Modeling and Multi Source Signal Processing of High Precision Perception Sensing System in Intelligent Robots

Authors

  • Sitong Man

DOI:

https://doi.org/10.62051/dfw66m04

Keywords:

Intelligent robot, High-precision sensing system, Multi-source signal processing, Sensor technology.

Abstract

With the development of intelligent robot technology, the demand for high-precision perception of complex environment is increasing.

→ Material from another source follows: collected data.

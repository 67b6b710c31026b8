//! 账户的查看、创建、编辑与删除。
//!
//! 编辑表单的结构由调用者的角色决定：管理员解码
//! [`AdminEditAccountForm`]，普通用户只能解码 [`SelfAccountForm`]，
//! 因此请求中多出的字段（如 `admin`）会被直接丢弃。

use std::sync::Arc;

use axum::{
    Form, Json, Router,
    extract::{FromRequest, Path, Request, State},
    response::Redirect,
    routing::get,
};
use collegejump_api_types::{
    forms::{AdminCreateAccountForm, AdminEditAccountForm, SelfAccountForm},
    views::{AccountPage, AccountsPage},
};
use collegejump_core::domain::{
    AccountField, AccountFormContext, Action, Resource, UserId, policy::authorize,
};
use sea_orm::{DatabaseTransaction, TransactionTrait};
use serde::de::DeserializeOwned;
use tracing::info;

use super::error::AppError;
use super::state::AppState;
use super::validation::{AccountInput, validate_account};
use super::views::{semester_summary, user_summary};
use crate::access::account_viewer;
use crate::auth::{CurrentUser, SessionUser, hash_password};
use crate::repository::{NewUser, SyllabusRepository, UserRepository, UserUpdate};

pub fn router() -> Router<Arc<AppState>> {
    Router::new()
        .route("/account/all", get(list_accounts).post(create_account))
        .route("/account/{user_id}", get(show_account).post(edit_account))
}

fn field_name(field: AccountField) -> &'static str {
    match field {
        AccountField::SetupKey => "setup_key",
        AccountField::Name => "name",
        AccountField::Email => "email",
        AccountField::Password => "password",
        AccountField::PasswordConfirm => "password_confirm",
        AccountField::Admin => "admin",
        AccountField::Mentors => "mentors",
        AccountField::Semesters => "semesters",
        AccountField::Delete => "delete",
    }
}

/// 所有账户及可选学期。
async fn list_accounts(
    State(state): State<Arc<AppState>>,
    CurrentUser(session): CurrentUser,
) -> Result<Json<AccountsPage>, AppError> {
    authorize(&session.viewer(), Resource::AccountDirectory, Action::View)?;

    let users = UserRepository::new(&state.db).list_all().await?;
    let semesters = SyllabusRepository::new(&state.db).list_semesters().await?;

    Ok(Json(AccountsPage {
        users: users.iter().map(user_summary).collect(),
        semesters: semesters.iter().map(semester_summary).collect(),
    }))
}

/// 管理员创建账户。
async fn create_account(
    State(state): State<Arc<AppState>>,
    CurrentUser(session): CurrentUser,
    Form(form): Form<AdminCreateAccountForm>,
) -> Result<Redirect, AppError> {
    authorize(&session.viewer(), Resource::AccountDirectory, Action::Create)?;

    let txn = state.db.begin().await?;
    let account = validate_account(
        &txn,
        AccountFormContext::AdminCreate,
        AccountInput {
            name: form.name,
            email: Some(form.email),
            password: form.password,
            password_confirm: form.password_confirm,
            admin: Some(form.admin),
            mentors: Some(form.mentors),
            semesters: Some(form.semesters),
        },
        None,
    )
    .await?;

    let (Some(email), Some(password)) = (account.email, account.password) else {
        return Err(AppError::field("email", "email is required"));
    };

    let users = UserRepository::new(&txn);
    let user = users
        .create(NewUser {
            name: account.name,
            email,
            password_hash: hash_password(&password)?,
            admin: account.admin.unwrap_or(false),
        })
        .await?;
    users
        .set_mentors(user.id, &account.mentors.unwrap_or_default())
        .await?;
    users
        .set_enrollments(user.id, &account.semesters.unwrap_or_default())
        .await?;
    txn.commit().await?;

    info!(
        user_id = %user.id,
        email = %user.email,
        admin = user.admin,
        created_by = %session.user.id,
        "account created"
    );
    Ok(Redirect::to("/account/all"))
}

async fn show_account(
    State(state): State<Arc<AppState>>,
    CurrentUser(session): CurrentUser,
    Path(user_id): Path<i32>,
) -> Result<Json<AccountPage>, AppError> {
    let target = UserId::new(user_id);
    authorize(&account_viewer(&session, target), Resource::Account, Action::View)?;

    let users = UserRepository::new(&state.db);
    let user = users.find_by_id(target).await?.ok_or(AppError::NotFound)?;
    let mentors = users.mentors_of(target).await?;
    let mentees = users.mentees_of(target).await?;
    let semesters = users.enrolled_semesters(target).await?;

    let context = AccountFormContext::for_edit(session.user.admin);

    Ok(Json(AccountPage {
        user: user_summary(&user),
        mentors: mentors.into_iter().map(|mentor| mentor.email).collect(),
        mentees: mentees.into_iter().map(|mentee| mentee.email).collect(),
        semesters: semesters.into_iter().map(|id| id.into_inner()).collect(),
        editable_fields: context
            .fields()
            .iter()
            .map(|field| field_name(*field).to_string())
            .collect(),
    }))
}

async fn decode<T>(request: Request, state: &Arc<AppState>) -> Result<T, AppError>
where
    T: DeserializeOwned + Send,
{
    let Form(form) = Form::<T>::from_request(request, state)
        .await
        .map_err(|rejection| AppError::BadRequest(rejection.body_text()))?;
    Ok(form)
}

/// 编辑账户。表单上下文在解码请求体之前按调用者角色选定。
async fn edit_account(
    State(state): State<Arc<AppState>>,
    CurrentUser(session): CurrentUser,
    Path(user_id): Path<i32>,
    request: Request,
) -> Result<Redirect, AppError> {
    let target = UserId::new(user_id);
    let viewer = account_viewer(&session, target);
    authorize(&viewer, Resource::Account, Action::Edit)?;

    match AccountFormContext::for_edit(session.user.admin) {
        AccountFormContext::AdminEdit => {
            let form: AdminEditAccountForm = decode(request, &state).await?;
            if form.delete {
                authorize(&viewer, Resource::Account, Action::Delete)?;
                return delete_account(&state, &session, target).await;
            }
            admin_edit(&state, &session, target, form).await
        }
        _ => {
            let form: SelfAccountForm = decode(request, &state).await?;
            self_edit(&state, target, form).await
        }
    }
}

async fn delete_account(
    state: &AppState,
    session: &SessionUser,
    target: UserId,
) -> Result<Redirect, AppError> {
    let txn = state.db.begin().await?;
    if !UserRepository::new(&txn).delete(target).await? {
        return Err(AppError::NotFound);
    }
    txn.commit().await?;

    info!(user_id = %target, deleted_by = %session.user.id, "account deleted");
    Ok(Redirect::to("/"))
}

async fn ensure_exists(txn: &DatabaseTransaction, target: UserId) -> Result<(), AppError> {
    UserRepository::new(txn)
        .find_by_id(target)
        .await?
        .map(|_| ())
        .ok_or(AppError::NotFound)
}

async fn admin_edit(
    state: &AppState,
    session: &SessionUser,
    target: UserId,
    form: AdminEditAccountForm,
) -> Result<Redirect, AppError> {
    let txn = state.db.begin().await?;
    ensure_exists(&txn, target).await?;

    let account = validate_account(
        &txn,
        AccountFormContext::AdminEdit,
        AccountInput {
            name: form.name,
            email: Some(form.email),
            password: form.password,
            password_confirm: form.password_confirm,
            admin: Some(form.admin),
            mentors: Some(form.mentors),
            semesters: Some(form.semesters),
        },
        Some(target),
    )
    .await?;

    let password_hash = account.password.as_ref().map(hash_password).transpose()?;

    let users = UserRepository::new(&txn);
    users
        .update(
            target,
            UserUpdate {
                name: Some(account.name),
                email: account.email,
                password_hash,
                admin: account.admin,
            },
        )
        .await?;
    if let Some(mentors) = &account.mentors {
        users.set_mentors(target, mentors).await?;
    }
    if let Some(semesters) = &account.semesters {
        users.set_enrollments(target, semesters).await?;
    }
    txn.commit().await?;

    info!(user_id = %target, edited_by = %session.user.id, "account updated");
    Ok(Redirect::to(&format!("/account/{target}")))
}

async fn self_edit(
    state: &AppState,
    target: UserId,
    form: SelfAccountForm,
) -> Result<Redirect, AppError> {
    let txn = state.db.begin().await?;
    ensure_exists(&txn, target).await?;

    let account = validate_account(
        &txn,
        AccountFormContext::SelfEdit,
        AccountInput {
            name: form.name,
            password: form.password,
            password_confirm: form.password_confirm,
            ..Default::default()
        },
        Some(target),
    )
    .await?;

    let password_hash = account.password.as_ref().map(hash_password).transpose()?;

    UserRepository::new(&txn)
        .update(
            target,
            UserUpdate {
                name: Some(account.name),
                password_hash,
                ..Default::default()
            },
        )
        .await?;
    txn.commit().await?;

    info!(user_id = %target, "account updated by owner");
    Ok(Redirect::to(&format!("/account/{target}")))
}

This article focuses on the modeling of high-precision sensing system, aiming at improving the accuracy and adaptability of robot environmental perception. Compared with the traditional modeling method based on physical characteristics, the data-driven modeling method is emphasized. In this article, a fusion algorithm of convolutional neural network (CNN) and long-term memory network (LSTM) is used. CNN is responsible for processing visual signals, extracting local features through convolution kernel sliding, and constructing feature hierarchy through multi-layer convolution and pooling. LSTM processes auditory and other time series signals, and solves the long-term dependence problem with special gating structure. Experiments show that data-driven modeling is lower than traditional methods in average error and maximum error, and the fusion algorithm of CNN and LSTM improves the multi-source signal processing effect, and the accuracy of target recognition reaches 88%. This verifies the effectiveness of the proposed modeling and multi-source signal processing strategy, and provides strong support for robot complex environment perception and decision-making.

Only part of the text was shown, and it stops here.